== WORK TASK ==
Find the string "does" in the records. Copy each line that has it.

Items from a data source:
use thiserror::Error;

use vesper_shared::{ObserverKey, PacketError, Serial, TradeId};

use crate::entity::{error::OwnershipError, item::Layer};

/// Errors returned by world operations
#[derive(Debug, Clone, PartialEq, Error)]
pub enum WorldError {
    #[error("Entity {serial} does not exist")]
    EntityNotFound { serial: Serial },

    #[error("Serial {serial} is outside the range for its entity kind")]
    InvalidSerial { serial: Serial },

    #[error("Serial {serial} is already in use")]
    DuplicateSerial { serial: Serial },

    #[error("Item {serial} is not a container")]
    NotAContainer { serial: Serial },

    #[error("Layer {layer:?} on mobile {holder} is already occupied by {occupant}")]
    LayerOccupied {
        holder: Serial,
        layer: Layer,
        occupant: Serial,
    },

    #[error("Item {serial} has no equipment layer")]
    NoLayer { serial: Serial },

    #[error("Mobile {serial} already has a connected session")]
    AlreadyConnected { serial: Serial },

    #[error("Mobile {serial} has no connected session")]
    NotConnected { serial: Serial },

    #[error("Observer {key:?} is not connected")]
    ObserverNotFound { key: ObserverKey },

    #[error("Entity {serial} is out of range of mobile {viewer}")]
    OutOfRange { viewer: Serial, serial: Serial },

    #[error("Secure trade {trade} does not exist")]
    TradeNotFound { trade: TradeId },

    #[error("Mobile {serial} cannot trade with itself")]
    SelfTrade { serial: Serial },

    #[error("Serial space for {kind} exhausted")]
    SerialsExhausted { kind: &'static str },

    #[error(transparent)]
    Ownership(#[from] OwnershipError),

    #[error(transparent)]
    Packet(#[from] PacketError),
}

/// Failure while flushing a single entity. Logged at the entity boundary,
/// never propagated out of a flush.
#[derive(Debug, Clone, PartialEq, Error)]
pub enum DeltaError {
    #[error("Failed to build packet for {serial}: {source}")]
    Packet {
        serial: Serial,
        #[source]
        source: PacketError,
    },

    #[error("Owner chain of {serial} is broken: {source}")]
    Ownership {
        serial: Serial,
        #[source]
        source: OwnershipError,
    },
}

impl DeltaError {
    pub fn serial(&self) -> Serial {
        match self {
            DeltaError::Packet { serial, .. } | DeltaError::Ownership { serial, .. } => *serial,
        }
    }
}
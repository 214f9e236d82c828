use vesper_shared::{ObserverKey, ProtocolVariant, Serial};

use crate::world::{entity_table::EntityTable, observer_rules::can_see};

use super::session::Session;

pub struct SessionRef<'s> {
    session: &'s Session,
    table: &'s EntityTable,
}

impl<'s> SessionRef<'s> {
    pub(crate) fn new(session: &'s Session, table: &'s EntityTable) -> Self {
        Self { session, table }
    }

    pub fn key(&self) -> ObserverKey {
        self.session.key()
    }

    /// The mobile this session controls
    pub fn mobile(&self) -> Serial {
        self.session.mobile()
    }

    pub fn variant(&self) -> ProtocolVariant {
        self.session.variant()
    }

    pub fn update_range(&self) -> i32 {
        self.session.update_range()
    }

    /// Returns true if the session's mobile may perceive the entity
    pub fn can_see(&self, serial: Serial) -> bool {
        match self.table.mobile(self.session.mobile()) {
            Some(mobile) => can_see(self.table, mobile, serial),
            None => false,
        }
    }

    /// Returns true if the entity's resolved position lies within this
    /// session's update range
    pub fn in_range(&self, serial: Serial) -> bool {
        let Some(mobile) = self.table.mobile(self.session.mobile()) else {
            return false;
        };
        match self.table.world_location(serial) {
            Ok((shard, location)) => {
                shard == mobile.shard() && mobile.location().in_range(&location, self.session.update_range())
            }
            Err(_) => false,
        }
    }
}
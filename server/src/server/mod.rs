mod server_config;
pub use server_config::{DeltaConfig, ServerConfig};

mod world_server;
pub use world_server::{FlushReport, WorldServer};

mod world_mutations;
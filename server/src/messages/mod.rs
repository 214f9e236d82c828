pub mod message_factory;
pub mod wire_representation;
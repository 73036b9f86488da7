use dioxus::prelude::*;

use crate::{CharacterTable, PaginationControls, SearchBar};

const ROSTER_CSS: Asset = asset!("/assets/roster.css");

/// The admin page: search, table and pagination.
#[component]
pub fn RosterView(#[props(default = "Characters".to_string())] title: String) -> Element {
    rsx! {
        document::Stylesheet { href: ROSTER_CSS }

        div {
            class: "roster-view",
            div {
                class: "roster-header",
                h1 { "{title}" }
                SearchBar {}
            }
            CharacterTable {}
            PaginationControls {}
        }
    }
}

== SOLUTION TO THIS EXERCISE ==
    #[error("Entity {serial} does not exist")]
    #[error("Secure trade {trade} does not exist")]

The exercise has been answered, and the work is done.